Our home is in absolute disarray, and is full of drywall dust. Our tempers with each other are getting short. An enormous snow storm is predicted to hit our region on Monday, bringing up to a foot of snow. It may be very hard for the Bismarck carpenters to get to our town next week.

The only good news is that the downstairs bathtub/shower was usable starting yesterday. All that needed to be done in that bathroom was for the tub/shower guy to screw in the mixer handle that turns on the faucet in bathtub and caulk it. He did that, and then told me that the plumbers needed to come because there wasn’t any water coming out of the faucet. I asked him if he had opened the shut-off valves for the pipes to the tub. He said there never are shut off valves like that for a tub. I went to the basement, found the shut off valves that had been installed a couple of years ago by a local plumber, and flipped them open. He was impressed. The water is flowing, and now we will have two bathrooms for us and our daughter when she visits over Christmas. There won’t be new flooring, towel bars, or a bathroom mirror, but the essentials will be there.
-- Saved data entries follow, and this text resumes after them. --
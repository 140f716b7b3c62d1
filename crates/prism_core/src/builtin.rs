//! Reference scenes that can be rendered without a scene file.

use crate::scene::{
    BackgroundDesc, CameraDesc, Jitter, MaterialDesc, RenderSettings, ScanOrder, SceneDesc,
    SceneError, SceneResult, SphereDesc,
};

/// Names accepted by [`builtin_scene`].
pub const BUILTIN_SCENES: &[&str] = &["showcase", "single"];

/// Look up a built-in scene by name.
pub fn builtin_scene(name: &str) -> SceneResult<SceneDesc> {
    match name {
        "showcase" => Ok(showcase()),
        "single" => Ok(single_sphere()),
        other => Err(SceneError::UnknownBuiltin(other.to_string())),
    }
}

/// A mirror ball and a hollow glass ball in a box of huge wall spheres.
///
/// The walls are plain grey Lambertian; their red/blue/white look comes from
/// the per-primitive tint, so this scene renders with `tint_by_primitive` on.
pub fn showcase() -> SceneDesc {
    let mut scene = SceneDesc::new(
        "showcase",
        CameraDesc::AxisAligned {
            origin: [0.0, 0.0, 2.0],
            focal_length: 3.0,
            half_width: 1.0,
            half_height: 1.0,
        },
    )
    .with_material(
        "wall",
        MaterialDesc::Lambertian {
            albedo: [0.75, 0.75, 0.75],
        },
    )
    .with_material(
        "mirror",
        MaterialDesc::Metal {
            albedo: [1.0, 1.0, 1.0],
            fuzz: 0.0,
        },
    )
    .with_material(
        "glass",
        MaterialDesc::Dielectric {
            refractive_index: 1.5,
        },
    )
    .with_primitive(SphereDesc::new([-1.0, 0.0, -1.0], 0.5, "mirror"))
    .with_primitive(SphereDesc::new([1.0, 0.0, -1.0], 0.5, "glass"))
    // Inner wall of the glass ball
    .with_primitive(SphereDesc::new([1.0, 0.0, -1.0], -0.45, "glass"))
    .with_primitive(
        SphereDesc::new([-1050.0, 0.0, -1.0], 1000.0, "wall").with_color([1.0, 0.0, 0.0]),
    )
    .with_primitive(
        SphereDesc::new([1050.0, 0.0, -1.0], 1000.0, "wall").with_color([0.0, 0.0, 1.0]),
    )
    .with_primitive(SphereDesc::new([0.0, 1050.0, -1.0], 1000.0, "wall"))
    .with_primitive(SphereDesc::new([0.0, -1000.5, -1.0], 1000.0, "wall"));

    scene.background = BackgroundDesc::Solid {
        color: [1.0, 1.0, 1.0],
    };
    scene.render = RenderSettings {
        width: 400,
        height: 400,
        samples_per_pixel: 4,
        max_depth: 5,
        tint_by_primitive: true,
        jitter: Jitter::Circular,
        scan_order: ScanOrder::ColumnMajor,
    };
    scene
}

/// One grey diffuse sphere under a sky gradient.
pub fn single_sphere() -> SceneDesc {
    let mut scene = SceneDesc::new(
        "single",
        CameraDesc::LookAt {
            look_from: [0.0, 0.0, 0.0],
            look_at: [0.0, 0.0, -1.0],
            vup: [0.0, 1.0, 0.0],
            vfov: 90.0,
            aspect_ratio: None,
        },
    )
    .with_material(
        "grey",
        MaterialDesc::Lambertian {
            albedo: [0.5, 0.5, 0.5],
        },
    )
    .with_primitive(SphereDesc::new([0.0, 0.0, -1.0], 0.5, "grey"));

    scene.background = BackgroundDesc::default();
    scene.render = RenderSettings {
        width: 400,
        height: 200,
        samples_per_pixel: 100,
        max_depth: 50,
        ..Default::default()
    };
    scene
}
When has Fate’s fickle finger mucked things up for you? Do you have a litany of woe? When have you bested the experts?

49 thoughts on “Fickle Finger of Fate”

  1. At age 67, for the first time in my life, I became a homeowner. I learned that some sort of semi-annual remodel is typical. So far, I’ve limited those to insulation and landscaping (when it involves outsiders). I am very leary of having a contractor come in for a bathroom or a kitchen, so will probably live with what we bought for so long as we reside here. For so long as a coat of paint, or swapping something out that is the same size, can do the trick, I can probably do it myself.

    Liked by 5 people

    1. We have lived with two annoying bathrooms for 30 years. It was time to remodel. We have a third bathroom that we redid about 10 years ago. The kitchen we did 15 years ago.

      Liked by 4 people

  2. Rise and Shine, Baboons,

    Anytime someone tries to live in a place where remodeling is happening, misery is assured. Renee, I am not surprised that tempers have frayed. In 2015 when we had a large project done on our house and which included our bedroom, compromised by a pin hole leak which left a soggy floor and mold, we just lived elsewhere for three weeks. (I am very allergic to mold. And of course insurance did not cover this, despite the water damage—fickle finger of fate material). The project was not completed when we returned to the house, but the upper level was livable. The drywall dust of which you speak was in the basement family room. I still find little pockets of it despite vacuuming for 7 years.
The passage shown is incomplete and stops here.